The linked article was called “I’m a bad homosexual” I figured I needed a like-but-not-the-same title. Regarding the style manual, in this case, you should consider it rather like other such derogatory words which members of the indicated class may use with impunity, but persons not of the class when using the same words will get beat up for being un-PC.
Perhaps the best thing to do would be to give the word “oppression” a break, for starters. I have been trying to figure out how to distill my thoughts on this general topic (not the Prop H8 stuff specifically, but oppression in a larger sense, in connection also with the nomination of Judge Sotomayor) into a blog-worthy soundbite, and it’s an impossible task.
Part of the problem lies in the fact that we too often try to use it as a giant benchmark measuring stick of various afflictions– is my backache worse than what happened to two of your your great-great-great-grandparents?

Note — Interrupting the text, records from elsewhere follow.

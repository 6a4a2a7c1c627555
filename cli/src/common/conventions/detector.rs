//! # Canon Project Type Detector
//!
//! File: cli/src/common/conventions/detector.rs
//!
//! ## Overview
//!
//! Inspects the project root for marker files (`Cargo.toml`, `package.json`,
//! `go.mod`, ...) to report the language, the framework when one can be
//! identified, and the build system or package manager.
//!
//! ## Architecture
//!
//! The detection follows a priority-based approach:
//!
//! 1. Walk the `MARKERS` table in order; the first marker present decides.
//! 2. `package.json` gets a closer look: dependencies name the framework,
//!    `tsconfig.json` or a `typescript` dependency upgrades the language to
//!    TypeScript, and lock files name the package manager.
//! 3. Without markers, the first recognised source extension in the root
//!    directory names the language.
//! 4. Otherwise everything is "Unknown".
//!
//! ```rust
//! let info = detector::detect_project(&root);
//! println!("{} ({})", info.language, info.build_system);
//! ```
//!
use serde_json::Value;
use std::{fs, path::Path};
use tracing::debug;

/// What the root of a project says about it.
#[derive(Debug, Clone, PartialEq, Eq)]
pub struct ProjectInfo {
    /// Primary language (e.g., "Rust", "TypeScript"), "Unknown" if undetermined.
    pub language: String,
    /// Framework, when the manifest names one (e.g., "Next.js", "React").
    pub framework: Option<String>,
    /// Build system or package manager (e.g., "Cargo", "pnpm").
    pub build_system: String,
}

impl Default for ProjectInfo {
    fn default() -> Self {
        ProjectInfo {
            language: "Unknown".to_string(),
            framework: None,
            build_system: "Unknown".to_string(),
        }
    }
}

impl ProjectInfo {
    fn simple(language: &str, build_system: &str) -> Self {
        ProjectInfo {
            language: language.to_string(),
            framework: None,
            build_system: build_system.to_string(),
        }
    }
}

/// Marker file -> (language, build system). `package.json` is handled separately.
const MARKERS: &[(&str, &str, &str)] = &[
    ("Cargo.toml", "Rust", "Cargo"),
    ("go.mod", "Go", "Go Modules"),
    ("package.json", "JavaScript", "npm"),
    ("pyproject.toml", "Python", "pyproject/pip"),
    ("setup.py", "Python", "setuptools/pip"),
    ("requirements.txt", "Python", "pip"),
    ("pom.xml", "Java", "Maven"),
    ("build.gradle", "Java/Kotlin", "Gradle"),
    ("build.gradle.kts", "Java/Kotlin", "Gradle"),
    ("composer.json", "PHP", "Composer"),
    ("Gemfile", "Ruby", "Bundler"),
];

/// Dependency name -> framework, in priority order (Next.js ships React).
const JS_FRAMEWORKS: &[(&str, &str)] = &[
    ("next", "Next.js"),
    ("react", "React"),
    ("vue", "Vue"),
    ("svelte", "Svelte"),
    ("@angular/core", "Angular"),
];

/// Lock file -> package manager.
const JS_LOCKFILES: &[(&str, &str)] = &[
    ("pnpm-lock.yaml", "pnpm"),
    ("yarn.lock", "yarn"),
    ("bun.lockb", "bun"),
];

/// Detects language, framework and build system from the files in `root`.
pub fn detect_project(root: &Path) -> ProjectInfo {
    debug!("Detecting project type in: {}", root.display());

    for (marker, language, build_system) in MARKERS {
        if !root.join(marker).is_file() {
            continue;
        }
        if *marker == "package.json" {
            return inspect_package_json(root);
        }
        debug!("Found marker '{}'", marker);
        return ProjectInfo::simple(language, build_system);
    }

    if let Some(language) = check_extensions(root) {
        debug!("Detected language '{}' from file extensions.", language);
        return ProjectInfo::simple(language, "Unknown (by extension)");
    }

    debug!("Could not determine project type.");
    ProjectInfo::default()
}

fn inspect_package_json(root: &Path) -> ProjectInfo {
    let manifest: Value = fs::read_to_string(root.join("package.json"))
        .ok()
        .and_then(|content| serde_json::from_str(&content).ok())
        .unwrap_or(Value::Null);
    if manifest.is_null() {
        debug!("package.json is unreadable or not valid JSON; treating it as empty.");
    }

    let has_dependency = |name: &str| {
        ["dependencies", "devDependencies", "peerDependencies"]
            .iter()
            .any(|section| manifest.get(section).and_then(|deps| deps.get(name)).is_some())
    };

    let framework = JS_FRAMEWORKS
        .iter()
        .find(|(dep, _)| has_dependency(dep))
        .map(|(_, name)| name.to_string());

    let language = if root.join("tsconfig.json").is_file() || has_dependency("typescript") {
        "TypeScript"
    } else {
        "JavaScript"
    };

    let build_system = JS_LOCKFILES
        .iter()
        .find(|(lock, _)| root.join(lock).is_file())
        .map_or("npm", |(_, manager)| *manager);

    ProjectInfo {
        language: language.to_string(),
        framework,
        build_system: build_system.to_string(),
    }
}

/// First recognised source extension among the files directly in `root`.
fn check_extensions(root: &Path) -> Option<&'static str> {
    let entries = match fs::read_dir(root) {
        Ok(iter) => iter,
        Err(e) => {
            debug!(
                "Could not read directory {} for extension check: {}",
                root.display(),
                e
            );
            return None;
        }
    };

    let mut names: Vec<_> = entries
        .filter_map(|entry| entry.ok().map(|e| e.path()))
        .filter(|p| p.is_file())
        .collect();
    names.sort();

    names.iter().find_map(|path| {
        match path.extension().and_then(|os| os.to_str())? {
            "rs" => Some("Rust"),
            "go" => Some("Go"),
            "py" => Some("Python"),
            "js" | "jsx" | "mjs" | "cjs" => Some("JavaScript"),
            "ts" | "tsx" => Some("TypeScript"),
            "java" => Some("Java"),
            "kt" | "kts" => Some("Kotlin"),
            "rb" => Some("Ruby"),
            "php" => Some("PHP"),
            _ => None,
        }
    })
}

And from a Christian standpoint, I would want to be aware of the hubris of thinking that my little bit of pious material self-deprivation truly puts me in some kind of radical solidarity with some other people, far away somewhere, who aren’t so lucky as I am in getting Borders Books discounts e-mailed to me. Yes, we shouldn’t be complacent about taking actions to work on social justice worldwide, but it’s some kind of crazy psychologizing to think that I can best be helpful (to whom, exactly?) by limiting my own desires– since when did I get that powerful? This isn’t to say that I should buy every gadget I can afford (a short list in any event) since (again from the xtian standpoint) those desires are perhaps spiritually dislocated, and I have some physical responsibility to the planet as well not to go tearing through its resources wastefully. But when I hear people saying that some (other) people’s civil rights will have to wait (as if we can’t multitask at all), I think of who it is who always seems to have to be the ones waiting– don’t forget Prop 8 affected lesbians and all gay people of color as well, cutting them off in many cases from health care benefits. And when I hear us saying these things to ourselves, I imagine Marie Antoinette living the life of a simple shepherdess…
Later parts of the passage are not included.